(Recorded data)
- - - - -

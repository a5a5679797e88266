//! Profile store backends.
//!
//! - `HttpProfileStore` talks to the storage service:
//!   `GET /profile/{id}`, `PUT /profile/{id}`, `GET /memory/{id}`,
//!   `PUT /memory/{id}`.
//! - `InMemoryProfileStore` keeps everything in a map, for tests and
//!   single-process runs.
//!
//! Both are whole-document stores: a `put_profile` replaces the profile.

use std::collections::HashMap;
use std::sync::Arc;
use std::time::Duration;

use async_trait::async_trait;
use bariatric_core::error::ProfileStoreError;
use bariatric_core::profile::{PatientProfile, ProfileStore};
use serde::Deserialize;
use tokio::sync::RwLock;
use tracing::debug;

/// HTTP client for the profile storage service.
pub struct HttpProfileStore {
    base_url: String,
    client: reqwest::Client,
}

impl HttpProfileStore {
    pub fn new(base_url: impl Into<String>, timeout: Duration) -> Self {
        let client = reqwest::Client::builder()
            .timeout(timeout)
            .build()
            .unwrap_or_else(|_| reqwest::Client::new());
        Self {
            base_url: base_url.into().trim_end_matches('/').to_string(),
            client,
        }
    }

    async fn check(
        user_id: &str,
        response: reqwest::Response,
    ) -> Result<reqwest::Response, ProfileStoreError> {
        let status = response.status().as_u16();
        match status {
            200..=299 => Ok(response),
            404 => Err(ProfileStoreError::NotFound(user_id.to_string())),
            _ => Err(ProfileStoreError::ApiError {
                status_code: status,
                message: response.text().await.unwrap_or_default(),
            }),
        }
    }
}

/// The service may return the profile bare or wrapped as `{"profile": {...}}`.
#[derive(Deserialize)]
#[serde(untagged)]
enum ProfileBody {
    Wrapped { profile: PatientProfile },
    Bare(PatientProfile),
}

/// Memory comes back as `{"memory": "..."}` or as a bare JSON string.
#[derive(Deserialize)]
#[serde(untagged)]
enum MemoryBody {
    Wrapped { memory: Option<String> },
    Bare(String),
}

#[async_trait]
impl ProfileStore for HttpProfileStore {
    fn name(&self) -> &str {
        "http"
    }

    async fn get_profile(&self, user_id: &str) -> Result<PatientProfile, ProfileStoreError> {
        let url = format!("{}/profile/{user_id}", self.base_url);
        debug!(%url, "Fetching profile");
        let response = self
            .client
            .get(&url)
            .send()
            .await
            .map_err(|e| ProfileStoreError::Network(e.to_string()))?;
        let response = Self::check(user_id, response).await?;
        let body: ProfileBody = response
            .json()
            .await
            .map_err(|e| ProfileStoreError::Serialization(e.to_string()))?;
        Ok(match body {
            ProfileBody::Wrapped { profile } | ProfileBody::Bare(profile) => profile,
        })
    }

    async fn put_profile(
        &self,
        user_id: &str,
        profile: &PatientProfile,
    ) -> Result<(), ProfileStoreError> {
        let url = format!("{}/profile/{user_id}", self.base_url);
        let response = self
            .client
            .put(&url)
            .json(profile)
            .send()
            .await
            .map_err(|e| ProfileStoreError::Network(e.to_string()))?;
        Self::check(user_id, response).await?;
        Ok(())
    }

    async fn get_memory(&self, user_id: &str) -> Result<Option<String>, ProfileStoreError> {
        let url = format!("{}/memory/{user_id}", self.base_url);
        debug!(%url, "Fetching memory");
        let response = self
            .client
            .get(&url)
            .send()
            .await
            .map_err(|e| ProfileStoreError::Network(e.to_string()))?;
        let response = match Self::check(user_id, response).await {
            Ok(response) => response,
            Err(ProfileStoreError::NotFound(_)) => return Ok(None),
            Err(e) => return Err(e),
        };
        let body: MemoryBody = response
            .json()
            .await
            .map_err(|e| ProfileStoreError::Serialization(e.to_string()))?;
        let memory = match body {
            MemoryBody::Wrapped { memory } => memory,
            MemoryBody::Bare(memory) => Some(memory),
        };
        Ok(memory.filter(|m| !m.trim().is_empty()))
    }

    async fn put_memory(&self, user_id: &str, memory: &str) -> Result<(), ProfileStoreError> {
        let url = format!("{}/memory/{user_id}", self.base_url);
        let response = self
            .client
            .put(&url)
            .json(&serde_json::json!({ "memory": memory }))
            .send()
            .await
            .map_err(|e| ProfileStoreError::Network(e.to_string()))?;
        Self::check(user_id, response).await?;
        Ok(())
    }
}

/// A profile store held in process memory.
#[derive(Default)]
pub struct InMemoryProfileStore {
    profiles: Arc<RwLock<HashMap<String, PatientProfile>>>,
    memories: Arc<RwLock<HashMap<String, String>>>,
}

impl InMemoryProfileStore {
    pub fn new() -> Self {
        Self::default()
    }

    /// Seed a profile.
    pub async fn insert(&self, user_id: impl Into<String>, profile: PatientProfile) {
        self.profiles.write().await.insert(user_id.into(), profile);
    }

    /// The stored memory string for `user_id`, if any.
    pub async fn memory(&self, user_id: &str) -> Option<String> {
        self.memories.read().await.get(user_id).cloned()
    }
}

#[async_trait]
impl ProfileStore for InMemoryProfileStore {
    fn name(&self) -> &str {
        "in_memory"
    }

    async fn get_profile(&self, user_id: &str) -> Result<PatientProfile, ProfileStoreError> {
        self.profiles
            .read()
            .await
            .get(user_id)
            .cloned()
            .ok_or_else(|| ProfileStoreError::NotFound(user_id.to_string()))
    }

    async fn put_profile(
        &self,
        user_id: &str,
        profile: &PatientProfile,
    ) -> Result<(), ProfileStoreError> {
        self.profiles
            .write()
            .await
            .insert(user_id.to_string(), profile.clone());
        Ok(())
    }

    async fn get_memory(&self, user_id: &str) -> Result<Option<String>, ProfileStoreError> {
        Ok(self.memory(user_id).await)
    }

    async fn put_memory(&self, user_id: &str, memory: &str) -> Result<(), ProfileStoreError> {
        self.memories
            .write()
            .await
            .insert(user_id.to_string(), memory.to_string());
        Ok(())
    }
}

#[cfg(test)]
mod tests {
    use super::*;

    #[test]
    fn profile_body_accepts_both_shapes() {
        let wrapped: ProfileBody =
            serde_json::from_str(r#"{"profile":{"dietType":"vegetarian"}}"#).unwrap();
        let bare: ProfileBody = serde_json::from_str(r#"{"diet_type":"keto"}"#).unwrap();

        match wrapped {
            ProfileBody::Wrapped { profile } => {
                assert_eq!(profile.diet_type.as_deref(), Some("vegetarian"))
            }
            ProfileBody::Bare(_) => panic!("expected wrapped"),
        }
        match bare {
            ProfileBody::Bare(profile) => assert_eq!(profile.diet_type.as_deref(), Some("keto")),
            ProfileBody::Wrapped { .. } => panic!("expected bare"),
        }
    }

    #[test]
    fn base_url_trailing_slash_trimmed() {
        let store = HttpProfileStore::new("http://localhost:8002/", Duration::from_secs(5));
        assert_eq!(store.base_url, "http://localhost:8002");
    }

    #[tokio::test]
    async fn in_memory_round_trip() {
        let store = InMemoryProfileStore::new();
        assert!(matches!(
            store.get_profile("7").await,
            Err(ProfileStoreError::NotFound(_))
        ));

        let profile = PatientProfile {
            diet_type: Some("high protein".into()),
            ..Default::default()
        };
        store.put_profile("7", &profile).await.unwrap();
        assert_eq!(store.get_profile("7").await.unwrap(), profile);

        assert_eq!(store.get_memory("7").await.unwrap(), None);
        store.put_memory("7", r#"{"preferences":[]}"#).await.unwrap();
        assert_eq!(store.memory("7").await.as_deref(), Some(r#"{"preferences":[]}"#));
        assert_eq!(
            store.get_memory("7").await.unwrap().as_deref(),
            Some(r#"{"preferences":[]}"#)
        );
    }

    #[test]
    fn memory_body_accepts_both_shapes() {
        let wrapped: MemoryBody =
            serde_json::from_str(r#"{"memory":"{\"preferences\":[\"soft\"]}"}"#).unwrap();
        let empty: MemoryBody = serde_json::from_str(r#"{"memory":null}"#).unwrap();
        let bare: MemoryBody = serde_json::from_str(r#""likes broth""#).unwrap();

        assert!(matches!(wrapped, MemoryBody::Wrapped { memory: Some(m) } if m.contains("soft")));
        assert!(matches!(empty, MemoryBody::Wrapped { memory: None }));
        assert!(matches!(bare, MemoryBody::Bare(m) if m == "likes broth"));
    }

    #[tokio::test]
    async fn unreachable_service_is_network_error() {
        let store = HttpProfileStore::new("http://127.0.0.1:9", Duration::from_secs(1));
        let err = store.get_profile("1").await.unwrap_err();
        assert!(matches!(err, ProfileStoreError::Network(_)));
    }
}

- - - - -

— ABOUT THIS EXERCISE —
Go line by line through the data, copying each one that contains the word "memories".

— RESPONSE —
    memories: Arc<RwLock<HashMap<String, String>>>,
        self.memories.read().await.get(user_id).cloned()
        self.memories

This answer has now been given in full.